Ernesto Araújo é a mais audaciosa — e revolucionária — escolha de Bolsonaro
Pode-se objetar que a ascensão do globalismo foi resposta aos desvarios nacionalistas responsáveis por duas guerras mundiais. Ou que invocar o “Deus da história” é pôr-se em linha com o governo do Irã e com o Estado Islâmico. Concentremo-nos, porém, no que mais nos diz respeito: e o Brasil com isso? Faria sentido alinharmo-nos a uma campanha de desagravo do mundo ocidental? Uma questão prévia é indagar se o Brasil pertence ao mundo ocidental, e a resposta, da parte dos que inventaram a expressão, é não. “Mundo ocidental” limita-se, para eles, a Estados Unidos, Canadá e Europa. Quando uma revista global como The Economist fala em “the west”, é a esse conjunto que se refere; idem quando o faz um líder dos EUA ou da Inglaterra, Trump incluído. Quanto a se nós próprios nos consideramos ocidentais, é evidente que, sob o estrito ponto de vista da geografia, a resposta é sim. A questão vai, no entanto, além da geografia, e mesmo além da política, para situar-se, como quer Ernesto Araújo, nos planos civilizacional e cultural.

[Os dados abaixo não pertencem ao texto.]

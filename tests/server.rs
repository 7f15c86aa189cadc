mod common;

use std::net::SocketAddr;
use std::sync::Arc;

use common::*;
use sitesage::answer::NOT_INITIALIZED;
use sitesage::engine::AnswerEngine;
use sitesage::server::serve;
use tokio::net::TcpListener;

async fn start(engine: AnswerEngine) -> SocketAddr {
    let listener = TcpListener::bind("127.0.0.1:0").await.unwrap();
    let addr = listener.local_addr().unwrap();
    tokio::spawn(serve(Arc::new(engine), listener));
    addr
}

#[tokio::test]
async fn test_health() {
    let addr = start(default_engine()).await;
    let body: serde_json::Value = reqwest::get(format!("http://{addr}/api/health"))
        .await
        .unwrap()
        .json()
        .await
        .unwrap();
    assert_eq!(body["status"], "healthy");
    assert_eq!(body["service"], "sitesage");
    assert_eq!(body["version"], env!("CARGO_PKG_VERSION"));
}

#[tokio::test]
async fn test_chat_answers_from_knowledge() {
    let engine = default_engine();
    engine.initialize(&knowledge(tax_pages()).await).await;
    let addr = start(engine).await;

    let resp = reqwest::Client::new()
        .post(format!("http://{addr}/api/chat"))
        .json(&serde_json::json!({"message": "tax credits carryforward"}))
        .send()
        .await
        .unwrap();
    assert_eq!(resp.status(), 200);

    let body: serde_json::Value = resp.json().await.unwrap();
    assert!(body["response"]
        .as_str()
        .unwrap()
        .contains("carry forward 20 years"));
    assert_eq!(body["sources"][0], "https://acme.com/tax-credits/overview");
}

#[tokio::test]
async fn test_chat_before_initialize() {
    let addr = start(default_engine()).await;

    let body: serde_json::Value = reqwest::Client::new()
        .post(format!("http://{addr}/api/chat"))
        .json(&serde_json::json!({"message": "hello"}))
        .send()
        .await
        .unwrap()
        .json()
        .await
        .unwrap();
    assert_eq!(body["response"], NOT_INITIALIZED);
    assert_eq!(body["sources"], serde_json::json!([]));
}

#[tokio::test]
async fn test_chat_rejects_empty_and_malformed_messages() {
    let addr = start(default_engine()).await;
    let client = reqwest::Client::new();

    for payload in [
        serde_json::json!({"message": "   "}),
        serde_json::json!({"text": "wrong field"}),
    ] {
        let resp = client
            .post(format!("http://{addr}/api/chat"))
            .json(&payload)
            .send()
            .await
            .unwrap();
        assert_eq!(resp.status(), 400);
        let body: serde_json::Value = resp.json().await.unwrap();
        assert_eq!(body["error"]["code"], "bad_request");
    }
}
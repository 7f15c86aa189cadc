//! Knowledge-base building and knowledge-file I/O.
//!
//! `sage build` turns extracted pages into a knowledge file:
//! pages → sentence split → sentence embeddings → semantic chunks. The
//! query side only ever reads the resulting file back through
//! [`load_knowledge`], which fails softly with
//! [`PipelineError::IngestionEmpty`].

use anyhow::{Context, Result};
use chrono::Utc;
use serde::Deserialize;
use std::collections::HashSet;
use std::path::Path;
use tracing::{debug, info, warn};

use sitesage_core::category::{CategoryRules, HOMEPAGE};
use sitesage_core::chunk::{chunk_page, split_sentences, ChunkingParams, IdSequence};
use sitesage_core::models::{CompanyInfo, KnowledgeBase, KnowledgeStats, Page};

use crate::embedding::{embed_batched, Embedder};
use crate::error::PipelineError;

const DESCRIPTION_CHARS: usize = 500;

#[derive(Deserialize)]
#[serde(untagged)]
enum PagesFile {
    List(Vec<Page>),
    Wrapped { pages: Vec<Page> },
}

/// Read extracted pages: either a JSON array of pages or `{"pages": [...]}`.
pub fn load_pages(path: &Path) -> Result<Vec<Page>> {
    let content = std::fs::read_to_string(path)
        .with_context(|| format!("Failed to read pages file: {}", path.display()))?;
    let parsed: PagesFile = serde_json::from_str(&content)
        .with_context(|| format!("Failed to parse pages file: {}", path.display()))?;
    Ok(match parsed {
        PagesFile::List(pages) | PagesFile::Wrapped { pages } => pages,
    })
}

/// Everything [`build_knowledge_base`] needs besides the pages.
pub struct BuildOptions<'a> {
    pub company_name: &'a str,
    pub rules: &'a CategoryRules,
    pub chunking: ChunkingParams,
    pub batch_size: usize,
}

/// Chunk every page with one shared id sequence and assemble the
/// knowledge document.
pub async fn build_knowledge_base(
    pages: Vec<Page>,
    embedder: &dyn Embedder,
    opts: &BuildOptions<'_>,
) -> Result<KnowledgeBase> {
    let mut ids = IdSequence::new();
    let mut chunks = Vec::new();

    for (i, page) in pages.iter().enumerate() {
        let sentences = split_sentences(&page.text);
        if sentences.is_empty() {
            debug!(url = %page.url, "page has no text, skipping");
            continue;
        }

        let owned: Vec<String> = sentences.iter().map(|s| s.to_string()).collect();
        let embeddings = embed_batched(embedder, &owned, opts.batch_size)
            .await
            .with_context(|| format!("Failed to embed sentences of {}", page.url))?;

        let page_chunks = chunk_page(
            page,
            &sentences,
            &embeddings,
            opts.rules,
            &opts.chunking,
            &mut ids,
        )
        .with_context(|| format!("Failed to chunk {}", page.url))?;

        info!(
            "[{}/{}] {} → {} sentences, {} chunks",
            i + 1,
            pages.len(),
            page.url,
            sentences.len(),
            page_chunks.len()
        );
        chunks.extend(page_chunks);
    }

    let company = company_info(opts.company_name, &pages, opts.rules);
    let metadata = KnowledgeStats {
        generated_at: Utc::now(),
        total_pages: pages.len(),
        total_chunks: chunks.len(),
    };

    Ok(KnowledgeBase {
        company,
        pages,
        chunks,
        metadata: Some(metadata),
    })
}

fn company_info(name: &str, pages: &[Page], rules: &CategoryRules) -> CompanyInfo {
    let homepage = pages.iter().find(|p| rules.categorize(&p.url) == HOMEPAGE);
    CompanyInfo {
        name: name.to_string(),
        website: homepage.map(|p| p.url.clone()).unwrap_or_default(),
        description: homepage
            .map(|p| p.text.chars().take(DESCRIPTION_CHARS).collect())
            .unwrap_or_default(),
    }
}

pub fn write_knowledge(path: &Path, kb: &KnowledgeBase) -> Result<()> {
    if let Some(parent) = path.parent().filter(|p| !p.as_os_str().is_empty()) {
        std::fs::create_dir_all(parent)
            .with_context(|| format!("Failed to create directory: {}", parent.display()))?;
    }
    let json = serde_json::to_string_pretty(kb)?;
    std::fs::write(path, json)
        .with_context(|| format!("Failed to write knowledge file: {}", path.display()))?;
    Ok(())
}

/// Load a knowledge file for indexing.
///
/// Chunks with a repeated id are dropped (first occurrence wins).
pub fn load_knowledge(path: &Path) -> Result<KnowledgeBase, PipelineError> {
    let content = std::fs::read_to_string(path).map_err(|e| {
        PipelineError::IngestionEmpty(format!("cannot read {}: {}", path.display(), e))
    })?;
    let mut kb: KnowledgeBase = serde_json::from_str(&content).map_err(|e| {
        PipelineError::IngestionEmpty(format!("cannot parse {}: {}", path.display(), e))
    })?;

    let mut seen = HashSet::new();
    kb.chunks.retain(|chunk| {
        let fresh = seen.insert(chunk.id.clone());
        if !fresh {
            warn!(id = %chunk.id, "dropping chunk with duplicate id");
        }
        fresh
    });

    if kb.chunks.is_empty() {
        return Err(PipelineError::IngestionEmpty(format!(
            "{} contains no chunks",
            path.display()
        )));
    }
    Ok(kb)
}
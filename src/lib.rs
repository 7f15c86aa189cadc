//! # SiteSage
//!
//! Grounded question answering over content harvested from one website.
//!
//! Extracted pages are split into semantically coherent chunks and
//! indexed twice (embeddings and BM25). Each question retrieves
//! candidates from both indexes and fuses them. A small chat model reranks
//! the fused candidates, and a stronger one answers from the top few
//! only. When the context does not hold the answer it replies with a
//! fixed refusal.
//!
//! ## Architecture
//!
//! ```text
//! ┌──────────┐   ┌──────────────┐   ┌────────────────┐
//! │  Pages   │──▶│ sage build   │──▶│ knowledge.json │
//! │  (JSON)  │   │ split+chunk  │   └───────┬────────┘
//! └──────────┘   └──────────────┘           │ initialize
//!                                           ▼
//!                 ┌──────────────────────────────────────┐
//!                 │ AnswerEngine                         │
//!                 │ dense+BM25 → fuse → rerank → answer  │
//!                 └──────────┬─────────────────┬─────────┘
//!                            ▼                 ▼
//!                       ┌────────┐       ┌──────────┐
//!                       │  CLI   │       │   HTTP   │
//!                       │ (sage) │       │ /api/chat│
//!                       └────────┘       └──────────┘
//! ```
//!
//! ## Modules
//!
//! | Module | Purpose |
//! |--------|---------|
//! | [`config`] | TOML configuration parsing |
//! | [`embedding`] | Embedding provider abstraction |
//! | [`llm`] | Chat model provider abstraction |
//! | [`ingest`] | Page loading and knowledge-file building |
//! | [`rerank`] | LLM rerank stage with fallback |
//! | [`answer`] | Grounded answer stage and refusal policy |
//! | [`engine`] | Query orchestration and index snapshots |
//! | [`server`] | HTTP server |
//! | [`error`] | Pipeline degradation errors |
//!
//! Pure algorithms (chunking, indexes, fusion, rerank parsing) live in
//! the `sitesage-core` crate.

pub mod answer;
pub mod config;
pub mod embedding;
pub mod engine;
pub mod error;
mod http;
pub mod ingest;
pub mod llm;
pub mod rerank;
pub mod server;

O futuro ministro, tão assertivo em outros pontos, aqui titubeia. “O povo brasileiro parece ser autêntica e profundamente nacionalista e, desse modo, o Brasil não teria por que sentir-se desconfortável diante de um projeto de recuperação do Ocidente a partir do sentimento nacional”, escreve. Entre o “parece ser” e o “sentir-se desconfortável” desenham-se nuvens de dúvidas. O Brasil é caudatário da cultura ocidental no sentido de que foi colonizado por país europeu e de que, nas escolas, os brasileiros se educam com base na história, na literatura e na arte europeias. Já quando se considera a população, acorda-se para a realidade gritante de que a maioria dos brasileiros é não branca e, portanto, de origem não ocidental.
No mesmo passo hesitante, o futuro chanceler arrisca que o Brasil não deveria impedir-se “de alinhar-se consigo mesmo e com a própria essência de sua nacionalidade, se chegarmos à conclusão de que essa essência é ocidental”. Saudável dúvida, ministro. Nos últimos trinta anos, de democracia e vigência da Constituição de 1988, o Brasil deu passos significativos no sentido de conhecer a si próprio. Foi um avanço cultural e civilizacional admitir-se diverso e desigual, e se há uma conclusão a tirar sobre a “essência da nacionalidade” é que não se descobriu ainda onde ela se esconde. É melhor não mexer com isso.